Argentina: Ratification of Sea-bed Treaty

State Argentina
Treaty Sea-bed Treaty
Action Type Ratification
Depositary Government of the United States of America
Date 21 March 1983
Note

At the time of signature of the Treaty by Argentina, the Chargé d’Affaires ad interim of the Embassy of the Argentine Republic addressed a note to the Secretary of State, dated September 2, 1971, an English translation of which reads as follows:

“Mr. Secretary:

“I have the honor to address Your Excellency on the occasion of signing the Treaty on the Prohibition of the Emplacement of Nuclear Weapons and Other Weapons of Mass Destruction on the Seabed and the Ocean Floor and in the Subsoil Thereof, in order to inform you that I have received specific instructions from my Government to make the following declaration of interpretation:

“On signing the Treaty on the Prohibition of the Emplacement of Nuclear Weapons and Other Weapons of Mass Destruction on the Seabed and the Ocean Floor and in the Subsoil Thereof, the Government of the Argentine Republic expressly states that it adheres strictly to the statements with respect to the meaning and scope of the treaty made by the representatives of the Union of Soviet Socialist Republics, the United States of America, and Argentina at the 492d Plenary Session of the Conference of the Committee on Disarmament, at which time the definitive version of the treaty was presented.

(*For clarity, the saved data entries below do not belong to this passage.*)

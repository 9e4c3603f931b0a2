//! 应用层 - 命令（写操作）
//!
//! CQRS 命令侧：处理所有写操作

mod article_commands;
mod author_commands;
mod magazine_commands;

pub mod handlers;

pub use article_commands::*;
pub use author_commands::*;
pub use magazine_commands::*;
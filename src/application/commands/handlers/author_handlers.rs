//! Author Command Handlers

use std::sync::Arc;
use uuid::Uuid;

use crate::application::commands::CreateAuthor;
use crate::application::error::ApplicationError;
use crate::domain::author::{Author, AuthorName};
use crate::infrastructure::InMemoryCatalog;

/// 创建作者响应
#[derive(Debug, Clone)]
pub struct CreateAuthorResponse {
    pub id: Uuid,
    pub name: String,
}

/// CreateAuthor Handler
pub struct CreateAuthorHandler {
    catalog: Arc<InMemoryCatalog>,
}

impl CreateAuthorHandler {
    pub fn new(catalog: Arc<InMemoryCatalog>) -> Self {
        Self { catalog }
    }

    pub fn handle(&self, command: CreateAuthor) -> Result<CreateAuthorResponse, ApplicationError> {
        let name = AuthorName::new(command.name)?;
        let author = Author::new(name.clone());
        let author_id = self.catalog.write(|catalog| catalog.add_author(author))?;

        tracing::info!(
            author_id = %author_id,
            name = %name,
            "Author created"
        );

        Ok(CreateAuthorResponse {
            id: *author_id.as_uuid(),
            name: name.as_str().to_string(),
        })
    }
}

#[cfg(test)]
mod tests {
    use super::*;

    #[test]
    fn test_create_author() {
        let catalog = InMemoryCatalog::new().arc();
        let handler = CreateAuthorHandler::new(catalog.clone());

        let response = handler
            .handle(CreateAuthor {
                name: "Carry Bradshaw".into(),
            })
            .unwrap();

        assert_eq!(response.name, "Carry Bradshaw");
        assert_eq!(catalog.read(|c| c.author_count()), 1);
    }

    #[test]
    fn test_create_author_with_empty_name_stores_nothing() {
        let catalog = InMemoryCatalog::new().arc();
        let handler = CreateAuthorHandler::new(catalog.clone());

        let err = handler
            .handle(CreateAuthor {
                name: String::new(),
            })
            .unwrap_err();

        assert!(err.domain().is_some_and(|e| e.is_validation()));
        assert_eq!(catalog.read(|c| c.author_count()), 0);
    }
}
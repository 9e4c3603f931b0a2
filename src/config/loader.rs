//! Configuration Loader
//!
//! 实现多源配置加载与合并逻辑
//!
//! 优先级（从高到低）：
//! 1. 环境变量
//! 2. 配置文件（periodical.toml）
//! 3. 默认值

use config::{Config, ConfigError as ConfigCrateError, Environment, File};
use std::path::Path;
use thiserror::Error;

use super::types::AppConfig;

/// 配置加载错误
#[derive(Debug, Error)]
pub enum ConfigError {
    #[error("Failed to load configuration: {0}")]
    LoadError(String),

    #[error("Failed to parse configuration: {0}")]
    ParseError(String),

    #[error("Configuration validation failed: {0}")]
    ValidationError(String),
}

impl From<ConfigCrateError> for ConfigError {
    fn from(err: ConfigCrateError) -> Self {
        ConfigError::LoadError(err.to_string())
    }
}

/// 配置文件搜索路径
const CONFIG_FILE_NAMES: &[&str] = &["periodical", "periodical.local"];

const LOG_LEVELS: &[&str] = &["trace", "debug", "info", "warn", "error"];

/// 加载应用配置
///
/// # 环境变量示例
/// - `PERIODICAL_LOG__LEVEL=debug`
/// - `PERIODICAL_REPORT__PRETTY=false`
pub fn load_config() -> Result<AppConfig, ConfigError> {
    load_config_from_path(None)
}

/// 从指定路径加载配置
///
/// # 参数
/// - `config_path` - 可选的配置文件路径，如果为 None 则使用默认搜索路径
pub fn load_config_from_path(config_path: Option<&Path>) -> Result<AppConfig, ConfigError> {
    let mut builder = Config::builder()
        .set_default("log.level", "info")?
        .set_default("report.pretty", true)?;

    if let Some(path) = config_path {
        builder = builder.add_source(File::from(path).required(true));
    } else {
        for name in CONFIG_FILE_NAMES {
            builder = builder.add_source(File::with_name(name).required(false));
        }
    }

    // 前缀: PERIODICAL_，层级分隔符: __
    builder = builder.add_source(
        Environment::with_prefix("PERIODICAL")
            .prefix_separator("_")
            .separator("__")
            .try_parsing(true),
    );

    let config = builder.build()?;

    let app_config: AppConfig = config.try_deserialize().map_err(|e| {
        ConfigError::ParseError(format!("Failed to deserialize config: {}", e))
    })?;

    validate_config(&app_config)?;

    Ok(app_config)
}

/// 验证配置有效性
fn validate_config(config: &AppConfig) -> Result<(), ConfigError> {
    let level = config.log.level.to_ascii_lowercase();
    if !LOG_LEVELS.contains(&level.as_str()) {
        return Err(ConfigError::ValidationError(format!(
            "Unsupported log level `{}`; expected one of {}",
            config.log.level,
            LOG_LEVELS.join("|")
        )));
    }

    Ok(())
}

/// 打印配置信息（用于启动时日志）
pub fn print_config(config: &AppConfig) {
    tracing::info!("=== Application Configuration ===");
    tracing::info!("Log Level: {}", config.log.level);
    tracing::info!("Pretty Report: {}", config.report.pretty);
    tracing::info!("=================================");
}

“With respect to article IV, the Representative of the Union of Soviet Socialist Republics stated:

‘As we have said before, we attach great importance to this article of the draft treaty, which concerns the problem of the relationship between the obligations assumed under the present treaty and the positions of States with respect to other existing international conventions.  We have repeatedly stressed that the provisions of the sea-bed treaty are designed solely to accomplish the purpose that the treaty is designed to serve – namely, to prevent the extension of the race in nuclear and other weapons of mass destruction to the sea-bed.  The treaty is not intended to solve numerous questions of international law, including the law of the sea, to confirm or annul obligations assumed by States under other international agreements, or to prejudge possible future solutions in that sphere.  In our view article IV of the draft treaty fully serves that end.’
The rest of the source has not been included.